======== DATA FOR THIS TASK ========

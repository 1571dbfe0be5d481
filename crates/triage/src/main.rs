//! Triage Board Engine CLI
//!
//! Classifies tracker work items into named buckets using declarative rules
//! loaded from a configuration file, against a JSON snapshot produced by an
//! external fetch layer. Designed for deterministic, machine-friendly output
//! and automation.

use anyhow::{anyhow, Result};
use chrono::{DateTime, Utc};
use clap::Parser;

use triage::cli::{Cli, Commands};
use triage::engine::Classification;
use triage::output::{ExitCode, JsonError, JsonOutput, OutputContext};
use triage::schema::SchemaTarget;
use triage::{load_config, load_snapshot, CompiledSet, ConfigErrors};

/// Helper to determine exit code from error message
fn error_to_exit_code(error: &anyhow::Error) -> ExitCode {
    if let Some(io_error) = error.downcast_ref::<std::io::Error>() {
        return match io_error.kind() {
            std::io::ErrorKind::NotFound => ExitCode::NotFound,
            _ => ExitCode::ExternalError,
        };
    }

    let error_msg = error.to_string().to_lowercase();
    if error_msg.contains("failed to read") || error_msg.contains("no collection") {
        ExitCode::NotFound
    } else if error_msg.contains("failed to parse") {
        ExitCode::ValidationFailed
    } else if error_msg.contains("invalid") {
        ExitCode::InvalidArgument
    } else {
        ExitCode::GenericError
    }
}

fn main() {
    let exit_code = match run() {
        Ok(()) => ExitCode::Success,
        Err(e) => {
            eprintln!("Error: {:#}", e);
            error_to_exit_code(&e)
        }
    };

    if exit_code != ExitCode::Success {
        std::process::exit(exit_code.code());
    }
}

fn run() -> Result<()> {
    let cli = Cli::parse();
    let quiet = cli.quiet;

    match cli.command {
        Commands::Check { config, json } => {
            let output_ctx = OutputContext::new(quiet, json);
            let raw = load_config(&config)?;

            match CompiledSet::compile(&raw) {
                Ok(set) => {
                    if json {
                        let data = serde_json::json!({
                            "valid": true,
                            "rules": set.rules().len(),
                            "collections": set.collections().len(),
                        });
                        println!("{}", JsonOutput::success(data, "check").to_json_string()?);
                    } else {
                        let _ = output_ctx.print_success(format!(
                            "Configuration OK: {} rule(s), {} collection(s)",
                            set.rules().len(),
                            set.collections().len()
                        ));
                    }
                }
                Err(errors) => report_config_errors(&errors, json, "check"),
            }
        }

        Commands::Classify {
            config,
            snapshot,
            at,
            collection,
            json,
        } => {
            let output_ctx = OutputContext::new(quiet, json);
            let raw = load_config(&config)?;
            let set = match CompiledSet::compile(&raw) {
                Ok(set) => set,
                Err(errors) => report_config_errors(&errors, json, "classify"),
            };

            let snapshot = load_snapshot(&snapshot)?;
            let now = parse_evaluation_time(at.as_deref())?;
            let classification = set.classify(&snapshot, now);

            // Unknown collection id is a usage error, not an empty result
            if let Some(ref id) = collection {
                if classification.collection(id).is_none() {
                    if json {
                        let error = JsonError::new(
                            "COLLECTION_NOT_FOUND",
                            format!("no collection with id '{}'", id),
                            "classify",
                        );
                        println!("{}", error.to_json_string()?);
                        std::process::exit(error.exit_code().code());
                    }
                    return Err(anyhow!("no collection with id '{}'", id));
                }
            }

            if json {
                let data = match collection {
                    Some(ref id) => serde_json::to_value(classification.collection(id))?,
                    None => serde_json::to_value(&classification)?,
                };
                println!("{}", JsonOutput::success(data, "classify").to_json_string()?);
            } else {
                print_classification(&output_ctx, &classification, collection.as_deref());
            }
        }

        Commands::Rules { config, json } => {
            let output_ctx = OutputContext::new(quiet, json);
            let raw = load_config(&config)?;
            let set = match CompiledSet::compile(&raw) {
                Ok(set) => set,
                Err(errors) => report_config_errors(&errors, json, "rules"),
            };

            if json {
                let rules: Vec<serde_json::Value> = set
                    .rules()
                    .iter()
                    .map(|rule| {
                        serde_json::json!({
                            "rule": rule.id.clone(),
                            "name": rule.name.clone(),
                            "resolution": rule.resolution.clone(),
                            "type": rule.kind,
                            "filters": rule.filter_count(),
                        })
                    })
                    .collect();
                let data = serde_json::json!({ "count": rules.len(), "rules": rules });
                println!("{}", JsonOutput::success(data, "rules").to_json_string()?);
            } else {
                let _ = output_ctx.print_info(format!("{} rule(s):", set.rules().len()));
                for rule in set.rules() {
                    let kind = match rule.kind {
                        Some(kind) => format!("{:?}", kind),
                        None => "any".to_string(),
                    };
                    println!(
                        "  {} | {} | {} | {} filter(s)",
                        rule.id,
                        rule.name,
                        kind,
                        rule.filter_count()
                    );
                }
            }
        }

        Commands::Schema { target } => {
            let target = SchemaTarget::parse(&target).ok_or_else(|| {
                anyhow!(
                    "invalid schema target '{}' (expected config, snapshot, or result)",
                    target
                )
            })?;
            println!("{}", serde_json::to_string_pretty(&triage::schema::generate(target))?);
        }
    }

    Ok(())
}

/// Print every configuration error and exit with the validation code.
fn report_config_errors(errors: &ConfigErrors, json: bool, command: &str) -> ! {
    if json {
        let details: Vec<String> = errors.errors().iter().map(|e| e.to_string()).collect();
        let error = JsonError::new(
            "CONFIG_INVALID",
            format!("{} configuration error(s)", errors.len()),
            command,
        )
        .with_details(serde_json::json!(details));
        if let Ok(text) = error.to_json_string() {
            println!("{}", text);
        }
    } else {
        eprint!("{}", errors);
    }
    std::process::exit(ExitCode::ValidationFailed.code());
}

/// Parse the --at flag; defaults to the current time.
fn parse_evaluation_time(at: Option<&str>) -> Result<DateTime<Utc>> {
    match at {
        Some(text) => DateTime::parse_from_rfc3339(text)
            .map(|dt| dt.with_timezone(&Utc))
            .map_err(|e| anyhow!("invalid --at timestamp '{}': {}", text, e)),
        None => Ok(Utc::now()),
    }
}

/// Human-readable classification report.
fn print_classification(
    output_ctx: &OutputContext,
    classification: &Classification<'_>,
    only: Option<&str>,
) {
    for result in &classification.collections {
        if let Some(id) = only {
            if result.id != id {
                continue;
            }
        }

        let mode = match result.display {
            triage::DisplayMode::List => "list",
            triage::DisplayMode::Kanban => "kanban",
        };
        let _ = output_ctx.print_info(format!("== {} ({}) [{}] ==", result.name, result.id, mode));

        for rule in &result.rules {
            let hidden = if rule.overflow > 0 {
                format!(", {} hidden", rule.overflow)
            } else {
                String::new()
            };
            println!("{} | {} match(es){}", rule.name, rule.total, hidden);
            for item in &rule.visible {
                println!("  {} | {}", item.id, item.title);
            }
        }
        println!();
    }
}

========
======== DATA FOR THIS TASK ========

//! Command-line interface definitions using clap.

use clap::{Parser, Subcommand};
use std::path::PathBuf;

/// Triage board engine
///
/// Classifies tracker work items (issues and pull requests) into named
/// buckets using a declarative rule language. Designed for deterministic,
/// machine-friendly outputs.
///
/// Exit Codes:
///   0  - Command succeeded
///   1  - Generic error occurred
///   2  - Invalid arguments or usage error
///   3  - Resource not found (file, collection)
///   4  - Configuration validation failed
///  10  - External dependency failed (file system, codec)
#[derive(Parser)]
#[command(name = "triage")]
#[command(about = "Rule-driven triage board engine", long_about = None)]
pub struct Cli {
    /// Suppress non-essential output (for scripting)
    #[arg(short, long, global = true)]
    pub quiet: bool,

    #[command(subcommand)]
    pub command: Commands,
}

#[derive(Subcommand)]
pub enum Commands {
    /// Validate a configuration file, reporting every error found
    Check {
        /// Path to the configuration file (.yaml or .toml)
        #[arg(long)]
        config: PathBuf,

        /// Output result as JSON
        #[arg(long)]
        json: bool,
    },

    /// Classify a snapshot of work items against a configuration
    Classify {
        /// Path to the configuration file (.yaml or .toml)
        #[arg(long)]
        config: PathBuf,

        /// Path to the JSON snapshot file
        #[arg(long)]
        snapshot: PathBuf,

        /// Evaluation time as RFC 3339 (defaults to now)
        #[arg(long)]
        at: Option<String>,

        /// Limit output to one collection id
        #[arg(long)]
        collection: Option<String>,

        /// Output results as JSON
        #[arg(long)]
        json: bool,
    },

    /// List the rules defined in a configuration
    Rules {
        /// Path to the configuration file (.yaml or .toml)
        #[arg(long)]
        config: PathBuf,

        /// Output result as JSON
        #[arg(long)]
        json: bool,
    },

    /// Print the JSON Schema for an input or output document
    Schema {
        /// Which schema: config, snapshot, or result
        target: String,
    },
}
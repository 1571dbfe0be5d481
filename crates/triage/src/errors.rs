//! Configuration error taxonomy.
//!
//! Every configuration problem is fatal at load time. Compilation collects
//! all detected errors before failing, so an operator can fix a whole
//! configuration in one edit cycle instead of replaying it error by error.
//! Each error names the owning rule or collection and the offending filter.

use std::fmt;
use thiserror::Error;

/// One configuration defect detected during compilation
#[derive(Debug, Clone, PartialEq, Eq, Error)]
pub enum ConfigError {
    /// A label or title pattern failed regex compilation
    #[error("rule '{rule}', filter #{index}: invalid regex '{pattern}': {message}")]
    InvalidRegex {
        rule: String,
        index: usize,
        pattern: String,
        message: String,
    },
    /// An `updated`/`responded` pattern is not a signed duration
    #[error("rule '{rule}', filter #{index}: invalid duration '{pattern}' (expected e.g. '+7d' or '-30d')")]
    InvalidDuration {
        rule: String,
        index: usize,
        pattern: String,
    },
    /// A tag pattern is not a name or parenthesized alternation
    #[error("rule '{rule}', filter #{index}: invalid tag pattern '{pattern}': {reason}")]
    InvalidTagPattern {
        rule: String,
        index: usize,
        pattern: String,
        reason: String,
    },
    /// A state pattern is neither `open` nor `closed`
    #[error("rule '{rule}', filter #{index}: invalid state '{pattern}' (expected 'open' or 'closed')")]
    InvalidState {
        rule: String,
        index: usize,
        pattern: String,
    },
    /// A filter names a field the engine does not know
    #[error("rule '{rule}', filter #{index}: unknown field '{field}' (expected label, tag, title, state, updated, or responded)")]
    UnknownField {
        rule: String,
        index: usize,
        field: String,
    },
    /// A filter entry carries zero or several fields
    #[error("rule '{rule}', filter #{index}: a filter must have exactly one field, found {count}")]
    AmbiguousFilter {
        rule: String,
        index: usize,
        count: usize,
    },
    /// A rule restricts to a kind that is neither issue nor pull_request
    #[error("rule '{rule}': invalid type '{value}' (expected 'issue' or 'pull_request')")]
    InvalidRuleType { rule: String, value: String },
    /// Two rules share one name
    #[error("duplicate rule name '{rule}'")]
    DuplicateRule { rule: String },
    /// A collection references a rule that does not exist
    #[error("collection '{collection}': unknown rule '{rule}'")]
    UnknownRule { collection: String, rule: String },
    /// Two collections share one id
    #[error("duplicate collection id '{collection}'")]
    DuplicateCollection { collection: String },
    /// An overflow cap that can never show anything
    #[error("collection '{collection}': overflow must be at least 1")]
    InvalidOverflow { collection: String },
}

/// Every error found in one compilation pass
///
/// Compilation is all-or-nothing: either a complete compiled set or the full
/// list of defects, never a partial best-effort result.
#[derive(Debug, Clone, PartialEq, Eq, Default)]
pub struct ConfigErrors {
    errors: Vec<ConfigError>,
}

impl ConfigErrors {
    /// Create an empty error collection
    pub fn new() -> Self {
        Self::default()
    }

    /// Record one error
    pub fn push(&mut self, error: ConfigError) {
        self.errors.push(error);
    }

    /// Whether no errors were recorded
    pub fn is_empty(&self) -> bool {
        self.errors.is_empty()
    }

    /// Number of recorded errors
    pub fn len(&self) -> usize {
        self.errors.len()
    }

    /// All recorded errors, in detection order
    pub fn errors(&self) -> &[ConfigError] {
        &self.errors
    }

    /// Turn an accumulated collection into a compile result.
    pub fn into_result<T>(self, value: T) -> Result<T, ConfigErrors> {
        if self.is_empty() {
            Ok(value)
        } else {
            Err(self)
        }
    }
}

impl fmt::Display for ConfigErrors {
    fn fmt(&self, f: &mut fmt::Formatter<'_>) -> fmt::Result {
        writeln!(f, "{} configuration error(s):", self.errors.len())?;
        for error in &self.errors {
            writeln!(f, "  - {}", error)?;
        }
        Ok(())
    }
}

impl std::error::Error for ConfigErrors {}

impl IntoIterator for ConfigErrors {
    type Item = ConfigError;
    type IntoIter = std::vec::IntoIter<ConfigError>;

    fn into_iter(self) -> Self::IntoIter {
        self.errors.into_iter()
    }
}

========

• DIRECTIONS FOR THIS TASK:
Look over the records above, and wherever a line contains the string "derive", copy that line.

• ANSWER TO THE PROBLEM:
#[derive(Parser)]
#[derive(Subcommand)]
#[derive(Debug, Clone, PartialEq, Eq, Error)]
#[derive(Debug, Clone, PartialEq, Eq, Default)]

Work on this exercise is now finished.